The consequences of getting it wrong
So, if you get your insured value wrong it will likely be less than the true value at risk, the valued your insurers have calculated your premiums on – you would be paying year-in, year-out less that you should have paid to cover the true property risk.
In the event of a claim therefore your insurers would more than likely look at the cost of the claim and apply their Condition of Average. This is a basic insurance doctrine and a clause in your policy that says that if you have declared an insurance value of say £400,000 on your building, and the total loss claim comes to £500,000, then you were actually 20% under-insured.

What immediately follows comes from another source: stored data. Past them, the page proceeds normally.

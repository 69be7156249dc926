//! Line rendering and token filtering (pure).
//!
//! Records are rendered once into fixed-width lines. Each filter pass walks
//! the working list in its current order and keeps the lines that contain
//! every filter token, ignoring case.

use crate::model::{Record, RecordId};
use std::collections::BTreeSet;
use unicode_width::UnicodeWidthStr;

/// Separator between rendered columns.
pub const COLUMN_GAP: &str = "    ";

/// Maximum display width of each column across the whole store.
#[derive(Debug, Clone, Copy, Default, PartialEq, Eq)]
pub struct ColumnWidths {
    /// Widest connection number.
    pub id: usize,
    /// Widest friendly name.
    pub name: usize,
    /// Widest `user@address` string.
    pub command: usize,
    /// Widest comment.
    pub comment: usize,
}

impl ColumnWidths {
    /// Measure every column over `records`.
    pub fn measure(records: &[Record]) -> Self {
        records.iter().fold(Self::default(), |widths, record| Self {
            id: widths.id.max(record.id().to_string().width()),
            name: widths.name.max(record.name().width()),
            command: widths.command.max(record.command().width()),
            comment: widths.comment.max(record.comment().width()),
        })
    }
}

/// Render one record as a left-justified, padded line.
pub fn render_line(record: &Record, widths: &ColumnWidths) -> String {
    let mut line = String::new();
    push_padded(&mut line, &record.id().to_string(), widths.id);
    line.push_str(COLUMN_GAP);
    push_padded(&mut line, record.name(), widths.name);
    line.push_str(COLUMN_GAP);
    push_padded(&mut line, record.command(), widths.command);
    line.push_str(COLUMN_GAP);
    push_padded(&mut line, record.comment(), widths.comment);
    line
}

/// Append `text` followed by spaces up to `width` display columns.
fn push_padded(line: &mut String, text: &str, width: usize) {
    line.push_str(text);
    let pad = width.saturating_sub(text.width());
    line.extend(std::iter::repeat_n(' ', pad));
}

/// Pad `text` on the right to `width` display columns.
pub fn pad_to_width(text: &str, width: usize) -> String {
    let mut padded = String::with_capacity(text.len() + width);
    push_padded(&mut padded, text, width);
    padded
}

/// A record's rendered line plus its lowercase form for matching.
#[derive(Debug, Clone, Default, PartialEq, Eq)]
struct CachedLine {
    text: String,
    folded: String,
    width: usize,
}

/// Rendered lines for every record, indexed by record ID.
///
/// Built once at load. Sorting permutes records, never their lines.
#[derive(Debug, Clone, Default)]
pub struct LineCache {
    widths: ColumnWidths,
    lines: Vec<CachedLine>,
}

impl LineCache {
    /// Render every record in `records`.
    ///
    /// IDs are expected to be dense (`0..records.len()`).
    pub fn build(records: &[Record]) -> Self {
        let widths = ColumnWidths::measure(records);
        let mut lines = vec![CachedLine::default(); records.len()];
        for record in records {
            let text = render_line(record, &widths);
            let cached = CachedLine {
                folded: text.to_lowercase(),
                width: text.width(),
                text,
            };
            if let Some(slot) = lines.get_mut(record.id().get()) {
                *slot = cached;
            }
        }
        Self { widths, lines }
    }

    /// Column widths used for rendering.
    pub fn widths(&self) -> ColumnWidths {
        self.widths
    }

    /// Rendered text for a record, if known.
    pub fn text(&self, id: RecordId) -> Option<&str> {
        self.lines.get(id.get()).map(|line| line.text.as_str())
    }
}

/// Lowercase substrings that must all appear in a line for it to show.
#[derive(Debug, Clone, Default, PartialEq, Eq)]
pub struct FilterTokens(BTreeSet<String>);

impl FilterTokens {
    /// Union the space-delimited tokens of every input text.
    ///
    /// Empty tokens from repeated spaces are dropped, so blank input means
    /// no filter at all.
    pub fn from_inputs<'a>(inputs: impl IntoIterator<Item = &'a str>) -> Self {
        Self(
            inputs
                .into_iter()
                .flat_map(|text| text.split(' '))
                .filter(|token| !token.is_empty())
                .map(str::to_lowercase)
                .collect(),
        )
    }

    /// Whether no token constrains the results.
    pub fn is_empty(&self) -> bool {
        self.0.is_empty()
    }

    /// Whether every token occurs in the already-lowercased line.
    pub fn matches(&self, folded_line: &str) -> bool {
        self.0.iter().all(|token| folded_line.contains(token.as_str()))
    }

    /// Tokens in sorted order.
    pub fn iter(&self) -> impl Iterator<Item = &str> {
        self.0.iter().map(String::as_str)
    }
}

/// One line of the filtered results.
#[derive(Debug, Clone, PartialEq, Eq)]
pub struct ResultLine {
    /// Record the line was rendered from.
    pub id: RecordId,
    /// Rendered text, padded to the widest line of its pass.
    pub text: String,
}

/// Output of one filter pass.
#[derive(Debug, Clone, Default, PartialEq, Eq)]
pub struct FilterPass {
    /// Surviving lines in working-list order.
    pub results: Vec<ResultLine>,
    /// Widest rendered line examined in this pass, matched or not.
    pub widest_seen: usize,
}

/// Filter the working list against `tokens`.
///
/// Included lines are padded to the widest included line so horizontal
/// scrolling stays aligned within one result set.
pub fn recompute(working: &[Record], cache: &LineCache, tokens: &FilterTokens) -> FilterPass {
    let mut widest_seen = 0;
    let mut widest_kept = 0;
    let mut kept = Vec::new();

    for record in working {
        let Some(line) = cache.lines.get(record.id().get()) else {
            continue;
        };
        widest_seen = widest_seen.max(line.width);
        if tokens.matches(&line.folded) {
            widest_kept = widest_kept.max(line.width);
            kept.push((record.id(), line));
        }
    }

    let results = kept
        .into_iter()
        .map(|(id, line)| ResultLine {
            id,
            text: pad_to_width(&line.text, widest_kept),
        })
        .collect();

    FilterPass {
        results,
        widest_seen,
    }
}

#[cfg(test)]
#[path = "filter_tests.rs"]
mod tests;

In this situation the insurers would be within their rights to reduce your total loss claim by 20%, or indeed any claim for a smaller amount would also be reduced by 20%. In the above example the insurers might pay out accordingly, or £500,000 x 0.8 = £400,000. You would be £100,000 out of pocket.

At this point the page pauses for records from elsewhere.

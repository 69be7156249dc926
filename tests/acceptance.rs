//! Acceptance tests: record store text in, selected connection out.
//!
//! These drive the public API the way the binary does, minus the terminal:
//! decode YAML, normalize into records, then filter, sort and commit through
//! `AppState`.

use sshpick::model::{Column, KeyAction, Record, RecordId};
use sshpick::source::{parse_entries, records_from_entries};
use sshpick::state::{handle_action, ActionOutcome, AppState, InputField};
use std::path::Path;

// ===== Test Helpers =====

fn load(yaml: &str) -> Vec<Record> {
    let entries = parse_entries(Path::new("test.yml"), yaml).expect("valid store");
    records_from_entries(entries)
}

fn press(state: &mut AppState, actions: &[KeyAction]) -> ActionOutcome {
    let mut outcome = ActionOutcome::Continue;
    for action in actions {
        outcome = handle_action(state, *action);
    }
    outcome
}

fn type_text(state: &mut AppState, text: &str) {
    for ch in text.chars() {
        handle_action(state, KeyAction::Insert(ch));
    }
}

fn screen(state: &AppState) -> String {
    state
        .visible_lines()
        .iter()
        .map(|line| line.text.trim_end())
        .collect::<Vec<_>>()
        .join("\n")
}

const TWO_HOSTS: &str = "\
zeta:
  user: a
  address: 1.1.1.1
alpha:
  user: b
  address: 2.2.2.2
";

const EXAMPLE_STORE: &str = "\
border router:
  address: 192.168.1.1
  comment: My border router
  user: admin
test server:
  address: test.example.com
  user: root
";

// ===== End-to-end scenario =====

#[test]
fn load_orders_by_name_and_composes_commands() {
    let records = load(TWO_HOSTS);
    assert_eq!(
        records,
        vec![
            Record::new(RecordId::new(0), "alpha", "b@2.2.2.2", ""),
            Record::new(RecordId::new(1), "zeta", "a@1.1.1.1", ""),
        ]
    );
}

#[test]
fn filter_then_commit_selects_single_match() {
    let mut state = AppState::new(load(TWO_HOSTS), 10, 80);
    type_text(&mut state, "b@");

    assert_eq!(state.results().len(), 1);
    assert_eq!(state.results()[0].id, RecordId::new(0));
    assert_eq!(state.marker_line(), 0);

    match press(&mut state, &[KeyAction::Commit]) {
        ActionOutcome::Connect(record) => assert_eq!(record.command(), "b@2.2.2.2"),
        other => panic!("expected Connect, got {other:?}"),
    }
}

#[test]
fn rendered_store_matches_snapshot() {
    let state = AppState::new(load(EXAMPLE_STORE), 10, 80);
    insta::assert_snapshot!(screen(&state), @r"
    0    border router    admin@192.168.1.1        My border router
    1    test server      root@test.example.com
    ");
}

// ===== Filter semantics =====

#[test]
fn filter_tokens_are_anded() {
    let mut state = AppState::new(load(EXAMPLE_STORE), 10, 80);

    type_text(&mut state, "router");
    assert_eq!(state.results().len(), 1);
    assert_eq!(state.selected_id(), Some(RecordId::new(0)));

    type_text(&mut state, " test");
    assert!(state.results().is_empty());
    assert_eq!(state.selected_id(), None);
    assert_eq!(press(&mut state, &[KeyAction::Commit]), ActionOutcome::Continue);
}

#[test]
fn blank_filter_keeps_everything() {
    let mut state = AppState::new(load(EXAMPLE_STORE), 10, 80);
    type_text(&mut state, "   ");
    assert_eq!(state.results().len(), 2);
}

#[test]
fn uppercase_typing_matches_case_insensitively() {
    let mut state = AppState::new(load(EXAMPLE_STORE), 10, 80);
    type_text(&mut state, "ROOT");
    assert_eq!(state.input(InputField::Filter).text(), "root");
    assert_eq!(state.selected_id(), Some(RecordId::new(1)));
}

// ===== Direct selection =====

#[test]
fn direct_id_bounds_on_three_records() {
    let store = "\
a:
  user: u
  address: one
b:
  user: u
  address: two
c:
  user: u
  address: three
";
    let state = AppState::new(load(store), 10, 80);

    assert_eq!(state.lookup_direct("0").map(Record::command), Some("u@one"));
    assert_eq!(state.lookup_direct("1").map(Record::command), Some("u@two"));
    assert_eq!(state.lookup_direct("2").map(Record::command), Some("u@three"));
    assert!(state.lookup_direct("-1").is_none());
    assert!(state.lookup_direct("3").is_none());
    assert!(state.lookup_direct("two").is_none());
}

#[test]
fn direct_id_commit_ignores_filter_and_marker() {
    let mut state = AppState::new(load(EXAMPLE_STORE), 10, 80);
    type_text(&mut state, "router");
    press(&mut state, &[KeyAction::CycleFocus]);
    type_text(&mut state, "1");

    match press(&mut state, &[KeyAction::Commit]) {
        ActionOutcome::Connect(record) => assert_eq!(record.name(), "test server"),
        other => panic!("expected Connect, got {other:?}"),
    }
}

// ===== Sorting =====

#[test]
fn repeated_sort_reverses_then_restores() {
    let mut state = AppState::new(load(EXAMPLE_STORE), 10, 80);

    press(&mut state, &[KeyAction::SortBy(Column::Name)]);
    assert!(screen(&state).starts_with("1    test server"));

    press(&mut state, &[KeyAction::SortBy(Column::Name)]);
    assert!(screen(&state).starts_with("0    border router"));
}

#[test]
fn connection_field_rejects_non_digits() {
    let mut state = AppState::new(load(EXAMPLE_STORE), 10, 80);
    press(&mut state, &[KeyAction::CycleFocus, KeyAction::Insert('!')]);
    assert_eq!(state.input(InputField::Connection).text(), "");
}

What’s more, any excess on the policy is deducted after the claim has been averaged, so your real loss with be even more.
A hard lesson to learn
This would be a hard lesson to learn after the event. Insurance contracts are based on a powerful legal principle which means it is a contract of the “utmost good faith”. Honesty and openness shall always be observed between the parties. Anything stated in the insurance proposal by the insured, and any changes that might occur after the policy is taken out, and that includes the insured value, must be accurate and -0declared to the insurer without delay.
Nick Williams, a partner and commercial surveyor at Arnolds Keys says that:
This is a serious potential problem for property owners (under-insurance) and “is a direct result of rampant inflation in the construction sector: the latest BCIS Building Cost Index published in February suggests a year-on-year rise of more than 10pc, with construction materials inflation running at nearly double that figure. These are cost rises well in excess of the already hefty CPI inflation rate – and the result is that it is very easy to find your commercial premises under-insured.”

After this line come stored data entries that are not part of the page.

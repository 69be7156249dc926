//! Common drawing capability for screen widgets.

use ratatui::{buffer::Buffer, layout::Rect};

/// Something that can draw itself into a rectangle of the frame buffer.
///
/// Every screen widget implements this so one draw pass can walk a
/// homogeneous list of `(Rect, &dyn Renderable)` pairs.
pub trait Renderable {
    /// Draw into `area` of `buf`. Must not touch cells outside `area`.
    fn render(&self, area: Rect, buf: &mut Buffer);
}

/// Draw every widget into its area, in order.
pub fn render_all(widgets: &[(Rect, &dyn Renderable)], buf: &mut Buffer) {
    for (area, widget) in widgets {
        let area = area.intersection(buf.area);
        if area.is_empty() {
            continue;
        }
        widget.render(area, buf);
    }
}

It is good practice for property owners to commission an insurance valuation periodically to keep the insured valued (replacement cost) in-line with rising prices, especially in the case of replacement building costs. Landlords and property owners generally would do well to check their policies regularly and review the reinstatement cost on an annual basis.
A good landlord policy will cover far more that just the rebuilding costs, so it is worth shopping around and comparing policies’ cover like for like.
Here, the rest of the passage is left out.